### Your task
The word "MarkRead" marks the lines to find; copy every such line from the data below.

- Opening Delimiter -

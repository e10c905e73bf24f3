//! Inbound frame interpretation.
//!
//! [`dispatch`] is pure: it maps one decoded frame to the action the session
//! should take and never touches the hub or the transport itself.

use relay_core::{Envelope, Inbound, Payload, SessionId};

use crate::actor::{HubFlavor, HubKind};

/// Who sent an inbound frame.
#[derive(Debug, Clone, PartialEq, Eq)]
pub struct SessionIdentity {
    /// Session id.
    pub id: SessionId,
    /// Authenticated user.
    pub user_id: i64,
    /// Registry key: chat id, or the user id on the notification hub.
    pub scope_id: i64,
}

/// What a session does with an inbound frame.
#[derive(Debug, Clone, PartialEq)]
pub enum DispatchAction {
    /// Enqueue directly onto the session's own queue.
    Reply(Envelope),
    /// Submit a broadcast to the owning hub.
    Broadcast {
        /// Target scope.
        scope_id: i64,
        /// Originating user, excluded on the chat hub.
        sender_id: i64,
        /// Envelope to fan out.
        envelope: Envelope,
    },
    /// Ask the chat collaborator to mark the chat read, in the background.
    MarkRead {
        /// Chat id.
        chat_id: i64,
        /// Reader.
        user_id: i64,
    },
    /// Nothing to do.
    Ignore,
}

/// Decide what to do with `inbound` on a session of hub flavor `F`.
///
/// The notification hub answers `ping` only; every other type is ignored on
/// both hubs, including types this build does not know.
pub fn dispatch<F: HubFlavor>(identity: &SessionIdentity, inbound: &Inbound) -> DispatchAction {
    let scope = F::scope(identity.scope_id);
    match (F::KIND, inbound) {
        (_, Inbound::Ping) => DispatchAction::Reply(Envelope::system(scope, Payload::Pong)),
        (HubKind::Chat, Inbound::Typing | Inbound::StopTyping) => {
            let is_typing = matches!(inbound, Inbound::Typing);
            let payload = Payload::Typing {
                user_id: identity.user_id,
                is_typing,
            };
            DispatchAction::Broadcast {
                scope_id: identity.scope_id,
                sender_id: identity.user_id,
                envelope: Envelope::new(scope, identity.user_id, payload),
            }
        }
        (HubKind::Chat, Inbound::Read) => DispatchAction::MarkRead {
            chat_id: identity.scope_id,
            user_id: identity.user_id,
        },
        _ => DispatchAction::Ignore,
    }
}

- Closing Delimiter -

### Written solution
    MarkRead {
        (HubKind::Chat, Inbound::Read) => DispatchAction::MarkRead {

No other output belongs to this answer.